**Exercise instructions**
Reproduce the material that follows, please, but only from its first line to the line containing "fn connection_name(&self, session: &SessionId)", inclusive.

━━ Records provided

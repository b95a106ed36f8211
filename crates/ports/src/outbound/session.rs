//! The live-connection side of a session: delivering output and querying
//! connection facts, independent of whether the transport is telnet or
//! WebSocket.
//!
//! Grounded on `other_examples` `rdaum-moor`'s `Session` trait
//! (commit/rollback/request_input/send_event/send_system_msg/shutdown/
//! connection_name/disconnect/connected_players/connected_seconds/
//! idle_seconds). GAIA has no transactional task model, so commit/rollback
//! are dropped; the delivery and connection-introspection methods carry
//! over directly.

use async_trait::async_trait;
use gaia_domain::SessionId;
use thiserror::Error;

#[cfg(feature = "testing")]
use mockall::automock;

#[derive(Debug, Error, Clone, PartialEq, Eq)]
pub enum SessionError {
    #[error("session {0} is not connected")]
    NotConnected(String),

    #[error("outbound channel full for session {0}")]
    ChannelFull(String),

    #[error("outbound channel closed for session {0}")]
    ChannelClosed(String),
}

#[cfg_attr(feature = "testing", automock)]
#[async_trait]
pub trait SessionPort: Send + Sync {
    /// Delivers a line of narration/output to this session's client.
    async fn send_event(&self, session: &SessionId, text: &str) -> Result<(), SessionError>;

    /// Delivers an out-of-band system notice (connect/disconnect banners).
    async fn send_system_msg(&self, session: &SessionId, text: &str) -> Result<(), SessionError>;

    /// Closes the connection, optionally with a final message.
    async fn disconnect(&self, session: &SessionId, reason: Option<&str>) -> Result<(), SessionError>;

    fn connection_name(&self, session: &SessionId) -> Option<String>;

    fn connected_seconds(&self, session: &SessionId) -> Option<i64>;

    fn idle_seconds(&self, session: &SessionId) -> Option<i64>;

    fn connected_sessions(&self) -> Vec<SessionId>;
}
//! Randomness abstracted the same way as the clock, so G's `random` builtin
//! and displacement/tie-break logic can be driven deterministically in
//! tests.

#[cfg(feature = "testing")]
use mockall::automock;

#[cfg_attr(feature = "testing", automock)]
pub trait RandomPort: Send + Sync {
    /// Uniform integer in `[0, upper)`. `upper <= 0` yields `0`.
    fn next_bounded(&self, upper: i64) -> i64;
}

#[derive(Debug, Default, Clone, Copy)]
pub struct SystemRandom;

impl RandomPort for SystemRandom {
    fn next_bounded(&self, upper: i64) -> i64 {
        if upper <= 0 {
            return 0;
        }
        rand::Rng::gen_range(&mut rand::thread_rng(), 0..upper)
    }
}
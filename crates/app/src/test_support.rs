//! Shared test doubles used by more than one module's unit tests.
#![cfg(test)]

use async_trait::async_trait;
use gaia_domain::{Object, ObjectId, Revision};
use gaia_ports::{StoreError, WorldStorePort};

/// A store that has nothing and accepts nothing; useful when a test only
/// exercises cache-local state and never expects a store round-trip.
pub struct NullStore;

#[async_trait]
impl WorldStorePort for NullStore {
    async fn fetch(&self, id: &ObjectId) -> Result<Object, StoreError> {
        Err(StoreError::NotFound {
            entity: "object",
            id: id.to_string(),
        })
    }

    async fn store(&self, _object: &Object, _prior: Option<&Revision>) -> Result<Revision, StoreError> {
        Ok(Revision::new("1"))
    }

    async fn delete_by_id(&self, _id: &ObjectId, _prior: Option<&Revision>) -> Result<(), StoreError> {
        Ok(())
    }

    async fn list_by_index(&self, _name: &str, _key: &str) -> Result<Vec<Object>, StoreError> {
        Ok(Vec::new())
    }
}
//! Telnet transport: a raw `TcpListener`, CRLF-terminated lines, UTF-8 with
//! a Latin-1 fallback per §6. No teacher analogue (the teacher only speaks
//! WebSocket); the per-connection task/channel concurrency shape is carried
//! over directly from `websocket.rs`/the teacher's `handle_socket`.

use std::sync::Arc;

use gaia_app::Pipeline;
use gaia_domain::SessionId;
use gaia_protocol::ServerMessage;
use tokio::io::{AsyncBufReadExt, AsyncWriteExt, BufReader};
use tokio::net::{TcpListener, TcpStream};
use tracing::{info, warn};

use crate::session_registry::SharedSessionRegistry;

const WELCOME_BANNER: &str = "Welcome to GAIA.\r\nconnect <user> <password>\r\n";

pub async fn run(listener: TcpListener, pipeline: Arc<Pipeline>, registry: SharedSessionRegistry) {
    loop {
        let (stream, addr) = match listener.accept().await {
            Ok(pair) => pair,
            Err(err) => {
                warn!(error = %err, "telnet accept failed");
                continue;
            }
        };
        let pipeline = pipeline.clone();
        let registry = registry.clone();
        tokio::spawn(async move {
            handle_connection(stream, addr.to_string(), pipeline, registry).await;
        });
    }
}

async fn handle_connection(
    stream: TcpStream,
    peer: String,
    pipeline: Arc<Pipeline>,
    registry: SharedSessionRegistry,
) {
    let (read_half, mut write_half) = stream.into_split();
    let mut lines = BufReader::new(read_half).lines();

    let session_id = SessionId::new();
    let mut rx = registry.register(session_id, peer.clone());
    pipeline.on_connect(session_id);

    info!(%session_id, %peer, "telnet connection established");

    if write_half.write_all(WELCOME_BANNER.as_bytes()).await.is_err() {
        pipeline.on_disconnect(&session_id);
        registry.forget(&session_id);
        return;
    }

    let send_task = tokio::spawn(async move {
        while let Some(msg) = rx.recv().await {
            let line = render_line(&msg);
            if write_half.write_all(line.as_bytes()).await.is_err() {
                break;
            }
            if matches!(msg, ServerMessage::Disconnected { .. }) {
                break;
            }
        }
    });

    loop {
        match lines.next_line().await {
            Ok(Some(raw)) => {
                registry.touch(&session_id);
                let text = decode_lossy(raw.as_bytes());
                pipeline.handle_line(session_id, &text).await;
            }
            Ok(None) => {
                info!(%session_id, "telnet connection closed by peer");
                break;
            }
            Err(err) => {
                warn!(%session_id, error = %err, "telnet read error");
                break;
            }
        }
    }

    pipeline.on_disconnect(&session_id);
    registry.forget(&session_id);
    send_task.abort();

    info!(%session_id, "telnet connection terminated");
}

/// Telnet input is nominally UTF-8; a line that isn't valid UTF-8 is decoded
/// byte-for-byte as Latin-1 instead of being rejected, per §6.
fn decode_lossy(bytes: &[u8]) -> String {
    match std::str::from_utf8(bytes) {
        Ok(s) => s.to_string(),
        Err(_) => bytes.iter().map(|&b| b as char).collect(),
    }
}

fn render_line(msg: &ServerMessage) -> String {
    match msg {
        ServerMessage::Output { text } => format!("{text}\r\n"),
        ServerMessage::System { text } => format!("*** {text}\r\n"),
        ServerMessage::Error { code, message } => format!("*** {code}: {message}\r\n"),
        ServerMessage::Disconnected { reason } => format!("*** {reason}\r\n"),
        ServerMessage::Heartbeat => String::new(),
    }
}
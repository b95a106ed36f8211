//! Identifier types used throughout the world and account stores.

use std::fmt;

use serde::{Deserialize, Serialize};
use uuid::Uuid;

/// An object identifier.
///
/// Object IDs are free-form strings: either a human-chosen `#name` minted by
/// a builder, or a server-assigned unique string. Unlike the account/session
/// IDs below, this is not a UUID newtype — ids such as `#object` and
/// `#commands` must be stable, human-readable literals that can be
/// referenced directly from world-definition files and G source.
#[derive(Debug, Clone, PartialEq, Eq, Hash, PartialOrd, Ord, Serialize, Deserialize)]
pub struct ObjectId(String);

impl ObjectId {
    /// Construct from an already-validated string (e.g. `#object`, `#room-12`).
    pub fn new(id: impl Into<String>) -> Self {
        Self(id.into())
    }

    pub fn as_str(&self) -> &str {
        &self.0
    }

    pub fn into_string(self) -> String {
        self.0
    }

    /// Mint a server-assigned ID that cannot collide with an author-chosen one:
    /// `#<namespace>:<uuid>`.
    pub fn generate(namespace: &str) -> Self {
        Self(format!("#{namespace}:{}", Uuid::new_v4()))
    }
}

impl fmt::Display for ObjectId {
    fn fmt(&self, f: &mut fmt::Formatter<'_>) -> fmt::Result {
        write!(f, "{}", self.0)
    }
}

impl From<&str> for ObjectId {
    fn from(value: &str) -> Self {
        Self(value.to_string())
    }
}

impl From<String> for ObjectId {
    fn from(value: String) -> Self {
        Self(value)
    }
}

macro_rules! define_uuid_id {
    ($name:ident) => {
        #[derive(Debug, Clone, Copy, PartialEq, Eq, Hash, Serialize, Deserialize)]
        pub struct $name(Uuid);

        impl $name {
            pub fn new() -> Self {
                Self(Uuid::new_v4())
            }

            pub fn from_uuid(uuid: Uuid) -> Self {
                Self(uuid)
            }

            pub fn as_uuid(&self) -> &Uuid {
                &self.0
            }
        }

        impl Default for $name {
            fn default() -> Self {
                Self::new()
            }
        }

        impl fmt::Display for $name {
            fn fmt(&self, f: &mut fmt::Formatter<'_>) -> fmt::Result {
                write!(f, "{}", self.0)
            }
        }

        impl From<Uuid> for $name {
            fn from(value: Uuid) -> Self {
                Self(value)
            }
        }

        impl From<$name> for Uuid {
            fn from(value: $name) -> Self {
                value.0
            }
        }
    };
}

define_uuid_id!(AccountId);
define_uuid_id!(SessionId);

/// Opaque revision token supplied by the document store. GAIA never
/// interprets this value, only threads it through optimistic-write checks.
#[derive(Debug, Clone, PartialEq, Eq, Serialize, Deserialize)]
pub struct Revision(String);

impl Revision {
    pub fn new(value: impl Into<String>) -> Self {
        Self(value.into())
    }

    pub fn as_str(&self) -> &str {
        &self.0
    }
}

impl fmt::Display for Revision {
    fn fmt(&self, f: &mut fmt::Formatter<'_>) -> fmt::Result {
        write!(f, "{}", self.0)
    }
}
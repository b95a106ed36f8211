//! Application layer: the world cache, the G-language host bridge, the
//! input recognizer/binder pipeline, the tick scheduler, and the account
//! use cases the input pipeline needs. No transport or storage concerns
//! live here; those are `gaia-adapters`, wired together in
//! `gaia-composition`.

pub mod accounts;
pub mod binder;
pub mod host_bridge;
pub mod pipeline;
pub mod recognizer;
pub mod session_store;
pub mod tick_scheduler;
pub mod world_cache;

#[cfg(test)]
mod test_support;

pub use accounts::{AccountUseCases, MAX_FAILED_LOGINS};
pub use binder::{BindResult, Binder, GLOBAL_COMMANDS_OBJECT};
pub use host_bridge::GameHost;
pub use pipeline::{Pipeline, DEFAULT_NOT_UNDERSTOOD};
pub use recognizer::{
    recognizer_stack, AdminRecognizer, CommandTable, GameRecognizer, Mode, Recognition,
    RecognitionContext, Recognizer, RecognizerOutcome, SynonymTable, UserRecognizer,
};
pub use session_store::{SessionStore, TRANSIENT_USER_PARENT};
pub use tick_scheduler::{TickScheduler, DEFAULT_TICK_INTERVAL, ON_TICK_INDEX};
pub use world_cache::WorldCache;
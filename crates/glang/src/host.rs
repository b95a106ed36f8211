//! The interpreter's view of the world: a narrow async port that everything
//! a G program can touch (attribute reads/writes, messaging, object
//! resolution, logging) goes through. `gaia-app` implements this against the
//! world cache; tests implement it against an in-memory stand-in.

use async_trait::async_trait;
use gaia_domain::{GValue, ObjectId};

use crate::error::GError;
use crate::interpreter::EvalContext;

#[async_trait]
pub trait Host: Send + Sync {
    /// Inheritance-resolved read. `Ok(None)` means absent (distinct from a
    /// stored `GValue::Null`).
    async fn get_attr(&self, object: &ObjectId, name: &str) -> Result<Option<GValue>, GError>;

    /// Writes on the referenced object only, never its parents.
    async fn set_attr(&self, object: &ObjectId, name: &str, value: GValue) -> Result<(), GError>;

    /// Resolves `#id`, `@this`, `@actor`, `@executor` and bare symbols bound
    /// to an object reference in the current frame.
    async fn get_object(&self, reference: &str, ctx: &EvalContext) -> Result<ObjectId, GError>;

    /// Delivers `payload` to `target`'s `on_message`, following inheritance
    /// the same way any other attribute read does.
    async fn send(&self, target: &ObjectId, payload: GValue) -> Result<(), GError>;

    /// Appends a line to the server log at info level.
    fn log(&self, message: &str);

    /// Administrator-only: read G source from `path` and assign it to the
    /// attribute named `attr_name` on `target`, replacing prior content.
    async fn load(
        &self,
        path: &str,
        target: &ObjectId,
        attr_name: &str,
        ctx: &EvalContext,
    ) -> Result<(), GError>;

    /// True if the actor driving this invocation holds `role` (or higher).
    async fn actor_has_role(&self, actor: &ObjectId, role: &str) -> Result<bool, GError>;
}
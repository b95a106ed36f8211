//! Wire messages exchanged with a connected client.
//!
//! Telnet connections never serialize these directly — the telnet adapter
//! speaks raw lines and only uses the `text`/`reason` fields embedded here.
//! The WebSocket adapter speaks these as tagged JSON, mirroring the
//! teacher's `ClientMessage`/`ServerMessage` split.

use serde::{Deserialize, Serialize};

#[derive(Debug, Clone, Serialize, Deserialize)]
#[serde(tag = "type", rename_all = "snake_case")]
pub enum ClientMessage {
    Heartbeat,
    /// A single line of raw input, exactly as the user typed it.
    InputLine { text: String },
    Disconnect,
}

#[derive(Debug, Clone, Serialize, Deserialize)]
#[serde(tag = "type", rename_all = "snake_case")]
pub enum ServerMessage {
    Heartbeat,
    /// Text produced in response to a command, or by another object's
    /// narration, destined for the terminal/client as-is.
    Output { text: String },
    /// Out-of-band notice (connect/disconnect banners, idle warnings).
    System { text: String },
    Error { code: String, message: String },
    Disconnected { reason: String },
}

impl ServerMessage {
    pub fn output(text: impl Into<String>) -> Self {
        Self::Output { text: text.into() }
    }

    pub fn system(text: impl Into<String>) -> Self {
        Self::System { text: text.into() }
    }

    pub fn error(code: impl Into<String>, message: impl Into<String>) -> Self {
        Self::Error {
            code: code.into(),
            message: message.into(),
        }
    }
}

#[cfg(test)]
mod tests {
    use super::*;

    #[test]
    fn client_message_round_trips_through_json() {
        let msg = ClientMessage::InputLine {
            text: "look".to_string(),
        };
        let json = serde_json::to_string(&msg).unwrap();
        let back: ClientMessage = serde_json::from_str(&json).unwrap();
        match back {
            ClientMessage::InputLine { text } => assert_eq!(text, "look"),
            _ => panic!("wrong variant"),
        }
    }

    #[test]
    fn server_message_tags_are_snake_case() {
        let json = serde_json::to_string(&ServerMessage::output("hi")).unwrap();
        assert!(json.contains("\"type\":\"output\""));
    }
}
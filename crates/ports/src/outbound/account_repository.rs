//! Document-store contract for accounts, indexed by login and by role.

use async_trait::async_trait;
use gaia_domain::{Account, AccountId, Revision, Role};

#[cfg(feature = "testing")]
use mockall::automock;

use super::world_store::StoreError;

#[cfg_attr(feature = "testing", automock)]
#[async_trait]
pub trait AccountRepositoryPort: Send + Sync {
    async fn fetch(&self, id: &AccountId) -> Result<Account, StoreError>;

    async fn fetch_by_login(&self, login: &str) -> Result<Account, StoreError>;

    async fn store(&self, account: &Account, prior_revision: Option<&Revision>) -> Result<Revision, StoreError>;

    async fn list_by_role(&self, role: Role) -> Result<Vec<Account>, StoreError>;
}
#[cfg(test)]
mod tests {
    use super::*;
    use crate::host::Host;
    use async_trait::async_trait;
    use std::collections::HashMap as StdHashMap;
    use std::sync::Mutex;

    struct TestHost {
        attrs: Mutex<StdHashMap<(ObjectId, String), GValue>>,
        sent: Mutex<Vec<(ObjectId, GValue)>>,
        log: Mutex<Vec<String>>,
    }

    impl TestHost {
        fn new() -> Self {
            Self {
                attrs: Mutex::new(StdHashMap::new()),
                sent: Mutex::new(Vec::new()),
                log: Mutex::new(Vec::new()),
            }
        }

        fn with_attr(self, object: &str, name: &str, value: GValue) -> Self {
            self.attrs
                .lock()
                .unwrap()
                .insert((ObjectId::new(object), name.to_string()), value);
            self
        }
    }

    #[async_trait]
    impl Host for TestHost {
        async fn get_attr(&self, object: &ObjectId, name: &str) -> Result<Option<GValue>, GError> {
            Ok(self.attrs.lock().unwrap().get(&(object.clone(), name.to_string())).cloned())
        }

        async fn set_attr(&self, object: &ObjectId, name: &str, value: GValue) -> Result<(), GError> {
            self.attrs
                .lock()
                .unwrap()
                .insert((object.clone(), name.to_string()), value);
            Ok(())
        }

        async fn get_object(&self, reference: &str, ctx: &EvalContext) -> Result<ObjectId, GError> {
            match reference {
                "@this" => Ok(ctx.this.clone()),
                "@actor" => Ok(ctx.actor.clone()),
                "@executor" => Ok(ctx.executor.clone()),
                other => Ok(ObjectId::new(other)),
            }
        }

        async fn send(&self, target: &ObjectId, payload: GValue) -> Result<(), GError> {
            self.sent.lock().unwrap().push((target.clone(), payload));
            Ok(())
        }

        fn log(&self, message: &str) {
            self.log.lock().unwrap().push(message.to_string());
        }

        async fn load(&self, _: &str, _: &ObjectId, _: &str, _: &EvalContext) -> Result<(), GError> {
            Ok(())
        }

        async fn actor_has_role(&self, _: &ObjectId, _: &str) -> Result<bool, GError> {
            Ok(false)
        }
    }

    fn ctx() -> EvalContext {
        EvalContext::top_level(ObjectId::new("#room"), ObjectId::new("#alice"), ObjectId::new("#room"))
    }

    async fn run(source: &str, host: &TestHost) -> GValue {
        let node = crate::parser::parse(source).unwrap();
        let mut context = ctx();
        match Box::pin(eval(&node, &mut context, host)).await {
            Ok(v) => v,
            Err(Signal::Return(v)) => v,
            Err(Signal::Error(e)) => panic!("eval error: {e}"),
        }
    }

    #[tokio::test]
    async fn if_never_evaluates_the_untaken_branch() {
        let host = TestHost::new();
        let value = run("[if true \"yes\" [unknown]]", &host).await;
        assert_eq!(value, GValue::string("yes"));
    }

    #[tokio::test]
    async fn if_false_skips_the_then_branch() {
        let host = TestHost::new();
        let value = run("[if false [unknown] \"no\"]", &host).await;
        assert_eq!(value, GValue::string("no"));
    }

    #[tokio::test]
    async fn equals_is_reflexive() {
        let host = TestHost::new();
        let value = run("[equals 1 1]", &host).await;
        assert_eq!(value, GValue::Boolean(true));
    }

    #[tokio::test]
    async fn get_attr_on_absent_name_returns_null() {
        let host = TestHost::new();
        let value = run("[get_attr #room \"nothing\"]", &host).await;
        assert_eq!(value, GValue::Null);
    }

    #[tokio::test]
    async fn set_attr_then_get_attr_sees_the_write() {
        let host = TestHost::new();
        let value = run(
            "[if [set_attr #room \"color\" \"red\"] [get_attr #room \"color\"] \"no\"]",
            &host,
        )
        .await;
        assert_eq!(value, GValue::string("red"));
    }

    #[tokio::test]
    async fn define_binds_in_current_frame() {
        let host = TestHost::new();
        let node = crate::parser::parse("[define x 5]").unwrap();
        let mut context = ctx();
        eval(&node, &mut context, &host).await.unwrap();
        assert_eq!(context.lookup("x"), Some(&GValue::Number(5.0)));
    }

    #[tokio::test]
    async fn send_literal_payload_is_delivered_verbatim() {
        let host = TestHost::new();
        run("[send #bob \"hi\"]", &host).await;
        let sent = host.sent.lock().unwrap();
        assert_eq!(sent.len(), 1);
        assert_eq!(sent[0].1, GValue::string("hi"));
    }
}
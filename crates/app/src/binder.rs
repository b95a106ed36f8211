//! Resolves a recognition to where its handler lives, and constructs the
//! interpreter context for Game-mode commands.

use gaia_domain::ObjectId;

use crate::recognizer::{Mode, Recognition, SynonymTable};
use crate::world_cache::WorldCache;

/// The id of the engine-wide command dispatch object, searched last in the
/// Game-mode attribute lookup chain.
pub const GLOBAL_COMMANDS_OBJECT: &str = "#commands";

#[derive(Debug, Clone, PartialEq, Eq)]
pub enum BindResult {
    /// User/Admin mode: a fixed in-engine handler, named by the verb
    /// (login/quit/who/commands/shutdown/create/password/roles/reload/...).
    EngineHandler { verb: String, args: String },
    /// Game mode: invoke `attr` on `executor`, with `this` = `executor`.
    GameInvocation {
        executor: ObjectId,
        attr: String,
        args: String,
    },
    /// No object in the search chain defines `cmd_<verb>` (or no in-engine
    /// handler matches the verb).
    NotFound,
}

pub struct Binder<'a> {
    cache: &'a WorldCache,
    synonyms: &'a SynonymTable,
}

impl<'a> Binder<'a> {
    pub fn new(cache: &'a WorldCache, synonyms: &'a SynonymTable) -> Self {
        Self { cache, synonyms }
    }

    /// `actor` is the character (or transient user) driving the command;
    /// `location` its current room; `transient_user` the session-scoped
    /// unembodied-user object, if this session has not embodied a
    /// character.
    pub async fn bind(
        &self,
        recognition: &Recognition,
        actor: &ObjectId,
        location: &ObjectId,
        transient_user: Option<&ObjectId>,
    ) -> BindResult {
        match recognition.mode {
            Mode::Admin | Mode::User => BindResult::EngineHandler {
                verb: recognition.verb.clone(),
                args: recognition.args.clone(),
            },
            Mode::Game => {
                // Try the verb as typed, then, if it's a registered synonym,
                // its canonical verb's attribute too.
                let mut attr_names = vec![format!("cmd_{}", recognition.verb)];
                if let Some(canonical) = self.synonyms.canonical_of(&recognition.verb) {
                    let canonical_attr = format!("cmd_{canonical}");
                    if !attr_names.contains(&canonical_attr) {
                        attr_names.push(canonical_attr);
                    }
                }

                let search_order: Vec<ObjectId> = recognition
                    .resolved_objects
                    .first()
                    .cloned()
                    .into_iter()
                    .chain(std::iter::once(location.clone()))
                    .chain(std::iter::once(actor.clone()))
                    .chain(transient_user.cloned())
                    .chain(std::iter::once(ObjectId::new(GLOBAL_COMMANDS_OBJECT)))
                    .collect();

                for candidate in search_order {
                    for attr_name in &attr_names {
                        if let Ok(Some(_)) = self.cache.get_attribute(&candidate, attr_name).await {
                            return BindResult::GameInvocation {
                                executor: candidate,
                                attr: attr_name.clone(),
                                args: recognition.args.clone(),
                            };
                        }
                    }
                }
                BindResult::NotFound
            }
        }
    }
}

#[cfg(test)]
mod tests {
    use super::*;
    use gaia_domain::{GValue, Object};
    use std::sync::Arc;

    fn cache_with(objects: Vec<Object>) -> WorldCache {
        use async_trait::async_trait;
        use gaia_ports::{StoreError, WorldStorePort};
        use std::collections::HashMap;
        use std::sync::Mutex;

        struct FakeStore(Mutex<HashMap<ObjectId, Object>>);

        #[async_trait]
        impl WorldStorePort for FakeStore {
            async fn fetch(&self, id: &ObjectId) -> Result<Object, StoreError> {
                self.0.lock().unwrap().get(id).cloned().ok_or_else(|| StoreError::NotFound {
                    entity: "object",
                    id: id.to_string(),
                })
            }
            async fn store(&self, o: &Object, _: Option<&gaia_domain::Revision>) -> Result<gaia_domain::Revision, StoreError> {
                self.0.lock().unwrap().insert(o.id.clone(), o.clone());
                Ok(gaia_domain::Revision::new("1"))
            }
            async fn delete_by_id(&self, id: &ObjectId, _: Option<&gaia_domain::Revision>) -> Result<(), StoreError> {
                self.0.lock().unwrap().remove(id);
                Ok(())
            }
            async fn list_by_index(&self, _: &str, _: &str) -> Result<Vec<Object>, StoreError> {
                Ok(Vec::new())
            }
        }

        let mut map = HashMap::new();
        for o in objects {
            map.insert(o.id.clone(), o);
        }
        WorldCache::new(Arc::new(FakeStore(Mutex::new(map))))
    }

    fn recognition(verb: &str, resolved: Vec<ObjectId>) -> Recognition {
        Recognition {
            mode: Mode::Game,
            verb: verb.to_string(),
            args: String::new(),
            raw: verb.to_string(),
            resolved_objects: resolved,
        }
    }

    #[tokio::test]
    async fn scenario_two_binds_to_room_cmd_look() {
        let mut room = Object::new(ObjectId::new("#r"), "a room");
        room.set_attribute("cmd_look", GValue::Source("[send @actor [get_attr @executor \"description\"]]".into()));
        room.set_attribute("description", GValue::string("A quiet room."));
        let player = Object::new(ObjectId::new("#p"), "player");
        let cache = cache_with(vec![room, player]);
        let synonyms = SynonymTable::default();
        let binder = Binder::new(&cache, &synonyms);

        let result = binder
            .bind(&recognition("look", vec![]), &ObjectId::new("#p"), &ObjectId::new("#r"), None)
            .await;
        assert_eq!(
            result,
            BindResult::GameInvocation {
                executor: ObjectId::new("#r"),
                attr: "cmd_look".to_string(),
                args: String::new(),
            }
        );
    }

    #[tokio::test]
    async fn not_found_when_nothing_in_chain_defines_the_verb() {
        let room = Object::new(ObjectId::new("#r"), "a room");
        let player = Object::new(ObjectId::new("#p"), "player");
        let cache = cache_with(vec![room, player]);
        let synonyms = SynonymTable::default();
        let binder = Binder::new(&cache, &synonyms);

        let result = binder
            .bind(&recognition("dance", vec![]), &ObjectId::new("#p"), &ObjectId::new("#r"), None)
            .await;
        assert_eq!(result, BindResult::NotFound);
    }

    #[tokio::test]
    async fn direct_object_is_searched_before_location() {
        let room = Object::new(ObjectId::new("#r"), "a room");
        let mut lamp = Object::new(ObjectId::new("#lamp"), "a lamp");
        lamp.set_attribute("cmd_take", GValue::Source("[log \"taken\"]".into()));
        let player = Object::new(ObjectId::new("#p"), "player");
        let cache = cache_with(vec![room, lamp, player]);
        let synonyms = SynonymTable::default();
        let binder = Binder::new(&cache, &synonyms);

        let result = binder
            .bind(
                &recognition("take", vec![ObjectId::new("#lamp")]),
                &ObjectId::new("#p"),
                &ObjectId::new("#r"),
                None,
            )
            .await;
        assert_eq!(
            result,
            BindResult::GameInvocation {
                executor: ObjectId::new("#lamp"),
                attr: "cmd_take".to_string(),
                args: String::new(),
            }
        );
    }

    #[tokio::test]
    async fn registered_synonym_resolves_to_the_canonical_verbs_attribute() {
        let room = Object::new(ObjectId::new("#r"), "a room");
        let mut lamp = Object::new(ObjectId::new("#lamp"), "a lamp");
        lamp.set_attribute("cmd_take", GValue::Source("[log \"taken\"]".into()));
        let player = Object::new(ObjectId::new("#p"), "player");
        let cache = cache_with(vec![room, lamp, player]);
        let synonyms = SynonymTable::default();
        synonyms.register("get", "take");
        let binder = Binder::new(&cache, &synonyms);

        let result = binder
            .bind(
                &recognition("get", vec![ObjectId::new("#lamp")]),
                &ObjectId::new("#p"),
                &ObjectId::new("#r"),
                None,
            )
            .await;
        assert_eq!(
            result,
            BindResult::GameInvocation {
                executor: ObjectId::new("#lamp"),
                attr: "cmd_take".to_string(),
                args: String::new(),
            }
        );
    }
}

━━━━

**Answer for the task**
repository b95a106ed36f8211
filename crates/ports/src/outbound/session.rs
//! The live-connection side of a session: delivering output and querying
//! connection facts, independent of whether the transport is telnet or
//! WebSocket.
//!
//! Grounded on `other_examples` `rdaum-moor`'s `Session` trait
//! (commit/rollback/request_input/send_event/send_system_msg/shutdown/
//! connection_name/disconnect/connected_players/connected_seconds/
//! idle_seconds). GAIA has no transactional task model, so commit/rollback
//! are dropped; the delivery and connection-introspection methods carry
//! over directly.

use async_trait::async_trait;
use gaia_domain::SessionId;
use thiserror::Error;

#[cfg(feature = "testing")]
use mockall::automock;

#[derive(Debug, Error, Clone, PartialEq, Eq)]
pub enum SessionError {
    #[error("session {0} is not connected")]
    NotConnected(String),

    #[error("outbound channel full for session {0}")]
    ChannelFull(String),

    #[error("outbound channel closed for session {0}")]
    ChannelClosed(String),
}

#[cfg_attr(feature = "testing", automock)]
#[async_trait]
pub trait SessionPort: Send + Sync {
    /// Delivers a line of narration/output to this session's client.
    async fn send_event(&self, session: &SessionId, text: &str) -> Result<(), SessionError>;

    /// Delivers an out-of-band system notice (connect/disconnect banners).
    async fn send_system_msg(&self, session: &SessionId, text: &str) -> Result<(), SessionError>;

    /// Closes the connection, optionally with a final message.
    async fn disconnect(&self, session: &SessionId, reason: Option<&str>) -> Result<(), SessionError>;

    fn connection_name(&self, session: &SessionId) -> Option<String>;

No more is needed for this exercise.